When Should You File An Eviction Notice
By and large, that’s going to be a personal judgement call. Ideally, you’ll find that it requires a great deal of tact and prior communication before being forced to serve a tenant with an eviction notice. And for the most part, tenants are more than happy to comply with the terms of your lease. But just how clear were the terms of your lease? Did you document in writing your explicit demands from a tenant? Were they aware there could be no frequent parties or noise complaints? Were they aware they could not sublet the property to a third party without your express permission? Did you clearly include a clause prohibiting property damage or renovation? Did you include an amendment indicating additional fees for late rent? These may seem like obvious stipulations. But they’re not always obvious to a tenant.
For the most part, evictions in Utah must be answered in no more than three days, with the exception of monthly tenancies (which give tenants a 15 day notice) and tenancies at will in which there’s no actual rental agreement, oral or written; the latter allowing for a five day notice to vacate your property. However, the actual process of filing through the courts can vary significantly, given the circumstances as well as the actual court system.
Should a tenant respond within an eviction notice’s given time, either party can file for an occupancy hearing within 10 business days. Keep in mind, however, that an occupancy hearing typically takes about 60 days to complete after a service of complaint and summons.
Reasonable grounds for eviction can include:
- Failure to pay rent or comply with the terms of a lease
- Subletting contrary to the terms of a contract
- A refusal to vacate after the sale of a property
- Criminal activity
- Non-criminal nuisance including frequent noise disturbances, disrupting the peace of other tenants or neighbors, frequent and unwelcome visitors, weapons violations against Utah state law and generally any act that disturbs the safety and peace of other tenants and neighbors
If you suspect any criminal activity or witness threats or actions of violence even prior to serving an eviction notice, contact the police immediately. You’ll find the courts are more than willing to expedite your filing.
How To File An Eviction Notice
Luckily, the process is as simple as serving a tenant with a court filed notice of eviction, which can be easily created using preexisting templates.
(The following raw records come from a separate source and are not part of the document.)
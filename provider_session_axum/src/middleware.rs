use axum::{
    extract::Request,
    http::StatusCode,
    middleware::Next,
    response::{IntoResponse, Response},
};
use http::header::HeaderValue;

use provider_session::{CSRF_HEADER, get_or_create_session, verify_csrf};

use super::session::AuthUser;

/// Echo the session's CSRF token so clients can pick it up for later
/// state-changing requests.
fn add_csrf_header(mut response: Response, csrf_token: &str) -> Response {
    if let Ok(header_value) = HeaderValue::from_str(csrf_token) {
        response.headers_mut().insert(CSRF_HEADER, header_value);
    } else {
        tracing::error!("Failed to create CSRF header value from token");
    }
    response
}

/// Access guard for protected routes.
///
/// Every request gets a session: a cookieless or stale request is given a new
/// anonymous one, whose `Set-Cookie` rides on the response either way. Only
/// authenticated sessions are admitted; everything else is a uniform 401.
/// State-changing methods must additionally carry the session's CSRF token in
/// `X-CSRF-Token`, or the request is refused with 403 before the handler runs.
/// Admitted requests see [`AuthUser`] in their extensions, and the response
/// carries the token in `X-CSRF-Token`.
pub async fn require_session(mut req: Request, next: Next) -> Response {
    let (session, cookie_headers) = match get_or_create_session(req.headers()).await {
        Ok(established) => established,
        Err(e) => {
            tracing::error!("Failed to establish session: {}", e);
            return (StatusCode::INTERNAL_SERVER_ERROR, "Internal server error").into_response();
        }
    };

    if !session.is_authenticated() {
        let mut response = (StatusCode::UNAUTHORIZED, "Unauthorized").into_response();
        response.headers_mut().extend(cookie_headers);
        return add_csrf_header(response, session.csrf_token());
    }

    if let Err(e) = verify_csrf(&session, req.headers(), req.method()) {
        return (StatusCode::FORBIDDEN, e.to_string()).into_response();
    }

    let Some(auth_user) = AuthUser::from_session(&session) else {
        tracing::error!(session_id = %session.id(), "authenticated session missing user values");
        return (StatusCode::UNAUTHORIZED, "Unauthorized").into_response();
    };

    let csrf_token = session.csrf_token().to_string();
    req.extensions_mut().insert(auth_user);

    let response = next.run(req).await;
    add_csrf_header(response, &csrf_token)
}

#[cfg(test)]
mod tests {
    use super::*;
    use axum::{Router, body::Body, middleware::from_fn, routing::get};
    use http::{
        Request,
        header::{COOKIE, SET_COOKIE},
    };
    use serial_test::serial;
    use tower::ServiceExt;

    use provider_session::{KEY_USER_ID, session_by_id};

    use crate::test_utils::{login, session_cookie, session_id_from_set_cookie};

    async fn whoami(user: AuthUser) -> String {
        user.user_id
    }

    fn protected_app() -> Router {
        Router::new()
            .route("/protected", get(whoami).post(whoami))
            .layer(from_fn(require_session))
    }

    #[tokio::test]
    #[serial]
    async fn test_guard_rejects_anonymous_but_mints_a_session_cookie() {
        let request = Request::builder()
            .uri("/protected")
            .body(Body::empty())
            .expect("valid request");
        let response = protected_app().oneshot(request).await.expect("run app");

        assert_eq!(response.status(), StatusCode::UNAUTHORIZED);
        assert!(response.headers().contains_key(SET_COOKIE));
        assert!(response.headers().contains_key(CSRF_HEADER));

        // The minted session exists but never carries an authenticated user
        let session_id = session_id_from_set_cookie(response.headers());
        let session = session_by_id(&session_id)
            .await
            .expect("lookup")
            .expect("record present");
        assert!(!session.is_authenticated());
        assert_eq!(session.get(KEY_USER_ID), None);
    }

    #[tokio::test]
    #[serial]
    async fn test_guard_admits_authenticated_session() {
        let (session_id, user_id) = login().await;

        let request = Request::builder()
            .uri("/protected")
            .header(COOKIE, session_cookie(&session_id))
            .body(Body::empty())
            .expect("valid request");
        let response = protected_app().oneshot(request).await.expect("run app");

        assert_eq!(response.status(), StatusCode::OK);
        assert!(response.headers().contains_key(CSRF_HEADER));

        let body = axum::body::to_bytes(response.into_body(), 1024)
            .await
            .expect("read body");
        assert_eq!(&body[..], user_id.as_bytes());
    }

    #[tokio::test]
    #[serial]
    async fn test_guard_enforces_csrf_on_mutating_methods() {
        let (session_id, _) = login().await;
        let cookie = session_cookie(&session_id);

        let request = Request::builder()
            .method(http::Method::POST)
            .uri("/protected")
            .header(COOKIE, &cookie)
            .body(Body::empty())
            .expect("valid request");
        let response = protected_app().oneshot(request).await.expect("run app");
        assert_eq!(response.status(), StatusCode::FORBIDDEN);

        let session = session_by_id(&session_id)
            .await
            .expect("lookup")
            .expect("record present");
        let request = Request::builder()
            .method(http::Method::POST)
            .uri("/protected")
            .header(COOKIE, &cookie)
            .header(CSRF_HEADER, session.csrf_token())
            .body(Body::empty())
            .expect("valid request");
        let response = protected_app().oneshot(request).await.expect("run app");
        assert_eq!(response.status(), StatusCode::OK);
    }

    #[tokio::test]
    #[serial]
    async fn test_guard_rejects_stale_cookie_with_replacement_session() {
        let request = Request::builder()
            .uri("/protected")
            .header(COOKIE, session_cookie("long-gone"))
            .body(Body::empty())
            .expect("valid request");
        let response = protected_app().oneshot(request).await.expect("run app");

        assert_eq!(response.status(), StatusCode::UNAUTHORIZED);
        let replacement_id = session_id_from_set_cookie(response.headers());
        assert_ne!(replacement_id, "long-gone");
    }
}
There’s a great example of a relatively generic template here, while the Utah court system has existing notices available for violations including nuisance violations, subletting and unlawful business, among others.
In order to file a court prior to serving an eviction notice, Utah law requires the following:
- Any written rental agreement
- A copy of the eviction notice itself
- An itemized calculation of any past-due rent, damages or costs associated with the eviction
- An explanation of the factual basis for the eviction.
A notice to vacate must be delivered to any tenant personally, either by certified or registered mail or by attaching it to any noticeable place on the premises.
In cases of court proceedings for occupancy hearings, all eviction notices must be served with a copy of the summons and complaint, the eviction notice itself, a copy of any written rental agreement and a Notice of the URCP 26.3 Disclosure Requirements in Unlawful Detainer Action.